Figure 4.

Angiogenic potential of iVPCs. (A) iVPCs spontaneously formed a “tube”-like network on feeder cells. In GFR Matrigel, ECs (B) and iVPCs (C) formed tube-like network in medium with serum and VEGF (50ng/mL). In the absence of serum and VEGF, ECs did not form tubes in the GFR Matrigel (D). In contrast, iVPCs formed an extensive tube-like network under same conditions (E).
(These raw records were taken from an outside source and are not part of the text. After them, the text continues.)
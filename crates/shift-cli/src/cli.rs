//! CLI argument parsing using clap derive

use std::path::PathBuf;

use clap::{Parser, Subcommand, ValueEnum};

/// kubeshift - Turn a source tree into deployable services
#[derive(Parser, Debug)]
#[command(name = "kubeshift")]
#[command(author, version, about, long_about = None)]
pub struct Cli {
    /// Enable verbose output
    #[arg(short, long, global = true, conflicts_with = "quiet")]
    pub verbose: bool,

    /// Only log warnings and errors
    #[arg(short, long, global = true)]
    pub quiet: bool,

    /// Directory holding the global config.toml
    #[arg(long, global = true, env = "KUBESHIFT_CONFIG_DIR", hide = true)]
    pub config_dir: Option<PathBuf>,

    /// The command to run
    #[command(subcommand)]
    pub command: Commands,
}

/// Available commands
#[derive(Subcommand, Debug, Clone, PartialEq, Eq)]
pub enum Commands {
    /// Detect services and write generated artifacts to the output directory
    ///
    /// Examples:
    ///   kubeshift transform -s ./shop -o ./out
    ///   kubeshift transform -s ./shop -o ./out -t kubernetes -n shop
    Transform {
        /// Source directory to analyse
        #[arg(short, long)]
        source: PathBuf,

        /// Output directory receiving the generated tree
        #[arg(short, long)]
        output: PathBuf,

        /// Deployment target
        #[arg(short, long)]
        target: Option<String>,

        /// Project name used when naming services
        #[arg(short, long)]
        name: Option<String>,

        /// Extra config file, applied after the project config
        #[arg(short, long)]
        config: Option<PathBuf>,

        /// Upper bound on transform passes
        #[arg(long)]
        max_passes: Option<usize>,

        /// Label selector restricting the plugins that run
        #[arg(long)]
        selector: Option<String>,

        /// Print the run report as JSON
        #[arg(long)]
        json: bool,
    },

    /// Show the services that would be generated, without writing anything
    Plan {
        /// Source directory to analyse
        #[arg(short, long)]
        source: PathBuf,

        /// Project name used when naming services
        #[arg(short, long)]
        name: Option<String>,

        /// Extra config file, applied after the project config
        #[arg(short, long)]
        config: Option<PathBuf>,

        /// Output format
        #[arg(long, value_enum, default_value_t = OutputFormat::Text)]
        format: OutputFormat,
    },

    /// Record how a destination tree differs from a source tree
    ///
    /// Writes additions/, modifications/ and deletions.txt under the store.
    Delta {
        /// Tree holding the new state
        #[arg(long)]
        source: PathBuf,

        /// Tree holding the old state
        #[arg(long)]
        destination: PathBuf,

        /// Directory receiving the change set
        #[arg(long)]
        store: PathBuf,
    },
}

/// Output format for `plan`
#[derive(ValueEnum, Debug, Clone, Copy, Default, PartialEq, Eq)]
pub enum OutputFormat {
    #[default]
    Text,
    Json,
    Yaml,
}

#[cfg(test)]
mod tests {
    use super::*;
    use clap::CommandFactory;

    #[test]
    fn verify_cli() {
        Cli::command().debug_assert();
    }

    #[test]
    fn parse_transform_short_flags() {
        let cli = Cli::parse_from(["kubeshift", "transform", "-s", "src", "-o", "out", "-t", "knative", "-n", "shop"]);
        assert!(matches!(
            cli.command,
            Commands::Transform { ref source, ref output, ref target, ref name, max_passes: None, json: false, .. }
                if source == &PathBuf::from("src")
                    && output == &PathBuf::from("out")
                    && target.as_deref() == Some("knative")
                    && name.as_deref() == Some("shop")
        ));
    }

    #[test]
    fn parse_plan_defaults_to_text() {
        let cli = Cli::parse_from(["kubeshift", "plan", "-s", "."]);
        assert!(matches!(cli.command, Commands::Plan { format: OutputFormat::Text, .. }));
    }

    #[test]
    fn parse_plan_yaml() {
        let cli = Cli::parse_from(["kubeshift", "plan", "-s", ".", "--format", "yaml"]);
        assert!(matches!(cli.command, Commands::Plan { format: OutputFormat::Yaml, .. }));
    }

    #[test]
    fn parse_global_verbose_after_subcommand() {
        let cli = Cli::parse_from(["kubeshift", "delta", "--source", "a", "--destination", "b", "--store", "c", "-v"]);
        assert!(cli.verbose);
        assert!(!cli.quiet);
    }

    #[test]
    fn verbose_conflicts_with_quiet() {
        assert!(Cli::try_parse_from(["kubeshift", "-v", "-q", "plan", "-s", "."]).is_err());
    }

    #[test]
    fn subcommand_is_required() {
        assert!(Cli::try_parse_from(["kubeshift"]).is_err());
    }
}
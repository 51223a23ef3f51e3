//! Change-set capture instead of mutation
//!
//! Layout written under the store directory:
//!
//! ```text
//! <store>/additions/<relpath>      entries only in source, recursively mirrored
//! <store>/modifications/<relpath>  changed regular files, source mtime kept
//! <store>/deletions.txt            one relpath per line, destination-only or
//!                                  replaced by an entry of another type
//! ```

use std::path::{Path, PathBuf};

use super::engine::{SyncStrategy, Visit, already_synchronized, sync_tree};
use super::replicate::replicate;
use crate::path::to_slash;
use crate::{Result, io};

pub const ADDITIONS_DIR: &str = "additions";
pub const MODIFICATIONS_DIR: &str = "modifications";
pub const DELETIONS_FILE: &str = "deletions.txt";

/// Strategy that records the difference from destination to source.
#[derive(Debug)]
pub struct GenerateDelta {
    source_root: PathBuf,
    destination_root: PathBuf,
    store: PathBuf,
}

impl GenerateDelta {
    pub fn new(source_root: &Path, destination_root: &Path, store: &Path) -> Self {
        Self {
            source_root: source_root.to_path_buf(),
            destination_root: destination_root.to_path_buf(),
            store: store.to_path_buf(),
        }
    }

    fn relative<'a>(path: &'a Path, root: &Path) -> &'a Path {
        path.strip_prefix(root).unwrap_or(path)
    }

    fn addition_path(&self, src: &Path) -> PathBuf {
        self.store
            .join(ADDITIONS_DIR)
            .join(Self::relative(src, &self.source_root))
    }

    fn record_addition(&self, src: &Path) -> Result<()> {
        let target = self.addition_path(src);
        tracing::debug!(path = %src.display(), "Recording addition");
        if src.is_dir() {
            replicate(src, &target)
        } else {
            io::copy_file(src, &target)
        }
    }

    fn record_deletion(&self, dst: &Path) -> Result<()> {
        let rel = to_slash(Self::relative(dst, &self.destination_root));
        tracing::debug!(path = %rel, "Recording deletion");
        io::append_line(&self.store.join(DELETIONS_FILE), &rel)
    }
}

impl SyncStrategy for GenerateDelta {
    fn on_file(&mut self, src: &Path, dst: &Path) -> Result<()> {
        if !dst.exists() {
            return self.record_addition(src);
        }
        if already_synchronized(src, dst) {
            return Ok(());
        }
        let target = self
            .store
            .join(MODIFICATIONS_DIR)
            .join(Self::relative(src, &self.source_root));
        tracing::debug!(path = %src.display(), "Recording modification");
        io::copy_file(src, &target)
    }

    fn on_addition(&mut self, src: &Path, _dst: &Path) -> Result<Visit> {
        self.record_addition(src)?;
        Ok(Visit::Prune)
    }

    fn on_deletion(&mut self, _src: &Path, dst: &Path) -> Result<()> {
        self.record_deletion(dst)
    }

    fn on_mismatch(&mut self, src: &Path, dst: &Path) -> Result<Visit> {
        // A type change replaces the destination entry: it is removed and
        // the source entry is added in its place.
        self.record_deletion(dst)?;
        self.record_addition(src)?;
        Ok(Visit::Prune)
    }

    fn on_symlink(&mut self, src: &Path, dst: &Path) -> Result<()> {
        if let (Ok(a), Ok(b)) = (std::fs::read_link(src), std::fs::read_link(dst))
            && a == b
        {
            return Ok(());
        }
        if std::fs::symlink_metadata(dst).is_ok() {
            self.record_deletion(dst)?;
        }
        tracing::debug!(path = %src.display(), "Recording link");
        io::copy_symlink(src, &self.addition_path(src))
    }
}

/// Capture how `source` differs from `destination` under `store`, without
/// touching `destination`.
pub fn generate_delta(source: &Path, destination: &Path, store: &Path) -> Result<()> {
    sync_tree(
        source,
        destination,
        &mut GenerateDelta::new(source, destination, store),
    )
}
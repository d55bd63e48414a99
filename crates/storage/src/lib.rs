// Allow panic!/unwrap/expect in test code
#![cfg_attr(test, allow(clippy::panic))]
#![cfg_attr(test, allow(clippy::unwrap_used))]
#![cfg_attr(test, allow(clippy::expect_used))]

//! fuse-storage: grouped key-value persistence for timer jobs
//!
//! A `ConfigStore` holds named groups of typed entries backed by a TOML
//! file, mirroring the `Jobs` / `JobN` layout of the original
//! configuration. Missing or malformed entries fall back to documented
//! defaults; loading never fails on bad data.

pub mod config;
pub mod jobs;

pub use config::{ConfigStore, StoreError};
pub use jobs::{load_job, load_registry, save_job, save_registry, JOBS_GROUP};
// SPDX-License-Identifier: BUSL-1.1
// Copyright (c) 2026 Alfred Jean LLC

//! Event types for the fuse job engine
//!
//! The collaborator subscribes to these instead of wiring per-field
//! signal/slot connections. For a single mutation the `FieldChanged`
//! event is always published before the generic `Changed` event.

use crate::id::JobId;
use serde::{Deserialize, Serialize};

/// The job field a `FieldChanged` event refers to
#[derive(Debug, Clone, Copy, PartialEq, Eq, Serialize, Deserialize)]
pub enum Field {
    Delay,
    Value,
    State,
    Command,
    OnSchedule,
    OnPause,
    OnResume,
    OnStop,
    OnSuccess,
    OnFailure,
    Loop,
    OneInstance,
    Consecutive,
}

/// Notifications published by the engine to subscribers
#[derive(Debug, Clone, PartialEq, Eq, Serialize, Deserialize)]
pub enum JobEvent {
    /// A specific field of a job changed
    FieldChanged { job: JobId, field: Field },

    /// Generic "job changed" notification, follows every field change
    Changed { job: JobId },

    /// The primary command was spawned after the countdown reached zero
    Fired { job: JobId },

    /// A tracked spawn failed to start or exited unsuccessfully
    Error { job: JobId },

    /// A tracked spawn finished; `error` is true on spawn or exit failure
    Finished { job: JobId, error: bool },
}

impl JobEvent {
    /// Short name for logging
    pub fn name(&self) -> &'static str {
        match self {
            JobEvent::FieldChanged { .. } => "field_changed",
            JobEvent::Changed { .. } => "changed",
            JobEvent::Fired { .. } => "fired",
            JobEvent::Error { .. } => "error",
            JobEvent::Finished { .. } => "finished",
        }
    }

    /// The job this event concerns
    pub fn job(&self) -> &JobId {
        match self {
            JobEvent::FieldChanged { job, .. }
            | JobEvent::Changed { job }
            | JobEvent::Fired { job }
            | JobEvent::Error { job }
            | JobEvent::Finished { job, .. } => job,
        }
    }
}

#[cfg(test)]
#[path = "event_tests.rs"]
mod tests;
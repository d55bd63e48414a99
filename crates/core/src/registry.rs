// SPDX-License-Identifier: BUSL-1.1
// Copyright (c) 2026 Alfred Jean LLC

//! Ordered job collection
//!
//! Order is significant: it defines the persistence slot numbering
//! (`Job0`, `Job1`, ...) and the adjacency used by consecutive chaining.

use crate::id::JobId;
use crate::job::TimerJob;

/// Ordered sequence of timer jobs plus the presentation-only
/// "show seconds" display flag
#[derive(Debug, Default)]
pub struct JobRegistry {
    jobs: Vec<TimerJob>,
    show_seconds: bool,
}

impl JobRegistry {
    pub fn new() -> Self {
        Self::default()
    }

    /// Append a job with default settings, returning its id
    pub fn add(&mut self) -> JobId {
        let job = TimerJob::new();
        let id = job.id().clone();
        self.jobs.push(job);
        id
    }

    /// Append an already-built job (used when loading from a store)
    pub fn push(&mut self, job: TimerJob) {
        self.jobs.push(job);
    }

    /// Remove a job. Tracked child processes are detached, not killed;
    /// their completion reports are dropped by the engine.
    pub fn remove(&mut self, id: &JobId) -> Option<TimerJob> {
        let index = self.position(id)?;
        Some(self.jobs.remove(index))
    }

    pub fn get(&self, id: &JobId) -> Option<&TimerJob> {
        self.jobs.iter().find(|j| j.id() == id)
    }

    pub fn get_mut(&mut self, id: &JobId) -> Option<&mut TimerJob> {
        self.jobs.iter_mut().find(|j| j.id() == id)
    }

    /// Position of a job in collection order
    pub fn position(&self, id: &JobId) -> Option<usize> {
        self.jobs.iter().position(|j| j.id() == id)
    }

    /// The job immediately following `id`, when that follower has opted
    /// into consecutive chaining
    pub fn consecutive_follower(&self, id: &JobId) -> Option<&TimerJob> {
        let next = self.jobs.get(self.position(id)? + 1)?;
        if next.consecutive() {
            Some(next)
        } else {
            None
        }
    }

    pub fn iter(&self) -> impl Iterator<Item = &TimerJob> {
        self.jobs.iter()
    }

    pub fn iter_mut(&mut self) -> impl Iterator<Item = &mut TimerJob> {
        self.jobs.iter_mut()
    }

    pub fn len(&self) -> usize {
        self.jobs.len()
    }

    pub fn is_empty(&self) -> bool {
        self.jobs.is_empty()
    }

    pub fn show_seconds(&self) -> bool {
        self.show_seconds
    }

    pub fn set_show_seconds(&mut self, show_seconds: bool) {
        self.show_seconds = show_seconds;
    }
}

#[cfg(test)]
#[path = "registry_tests.rs"]
mod tests;
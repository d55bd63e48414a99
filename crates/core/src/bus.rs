// SPDX-License-Identifier: BUSL-1.1
// Copyright (c) 2026 Alfred Jean LLC

//! Event bus for delivering job events to subscribers

use crate::event::JobEvent;
use std::sync::{Arc, RwLock};
use tokio::sync::mpsc;

/// Sender for event delivery
pub type EventSender = mpsc::UnboundedSender<JobEvent>;
/// Receiver for event delivery
pub type EventReceiver = mpsc::UnboundedReceiver<JobEvent>;

/// Fans job events out to every live subscriber
pub struct EventBus {
    subscribers: Arc<RwLock<Vec<EventSender>>>,
}

impl EventBus {
    pub fn new() -> Self {
        Self {
            subscribers: Arc::new(RwLock::new(Vec::new())),
        }
    }

    /// Subscribe to all job events
    pub fn subscribe(&self) -> EventReceiver {
        let (tx, rx) = mpsc::unbounded_channel();
        let mut subs = self.subscribers.write().unwrap_or_else(|e| e.into_inner());
        subs.push(tx);
        rx
    }

    /// Publish an event to all subscribers, pruning closed ones
    pub fn publish(&self, event: JobEvent) {
        tracing::trace!(event = event.name(), job = %event.job(), "publish");
        let mut subs = self.subscribers.write().unwrap_or_else(|e| e.into_inner());
        subs.retain(|tx| tx.send(event.clone()).is_ok());
    }

    /// Get count of active subscribers
    pub fn subscriber_count(&self) -> usize {
        self.subscribers
            .read()
            .unwrap_or_else(|e| e.into_inner())
            .len()
    }
}

impl Default for EventBus {
    fn default() -> Self {
        Self::new()
    }
}

impl Clone for EventBus {
    fn clone(&self) -> Self {
        Self {
            subscribers: Arc::clone(&self.subscribers),
        }
    }
}

#[cfg(test)]
#[path = "bus_tests.rs"]
mod tests;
When exposed to shear stress for 72 hr, ECs (F) and differentiated iVPCs (G) aligned parallel to shear stress. iVPCs could differentiate into ECs with induction of VEGF (50ng/mL) shown in RT-PCR analysis (H) and immunostained with the EC marker VWF (J, with VWF stained in green and DAPI stained in blue. iVPCs could differentiate into VSMCs with induction of PDGF (50ng/mL) shown in RT-PCR analysis (I) and immunostained with the VSMC marker α-SMA (K, α-SMA stained in red and DAPI stained in blue). But iVPCs could not differentiate into cardiomyocytes either with BMP4 (10ng/mL), Activin A (10ng/mL) and bFGF (10ng/mL) or with 3 μM 5-azacytidine shown by negative staining of α-Sarcomeric Actin (L). Scale bar equals 100μm in A-J, and scale bar in L equals to 10μm.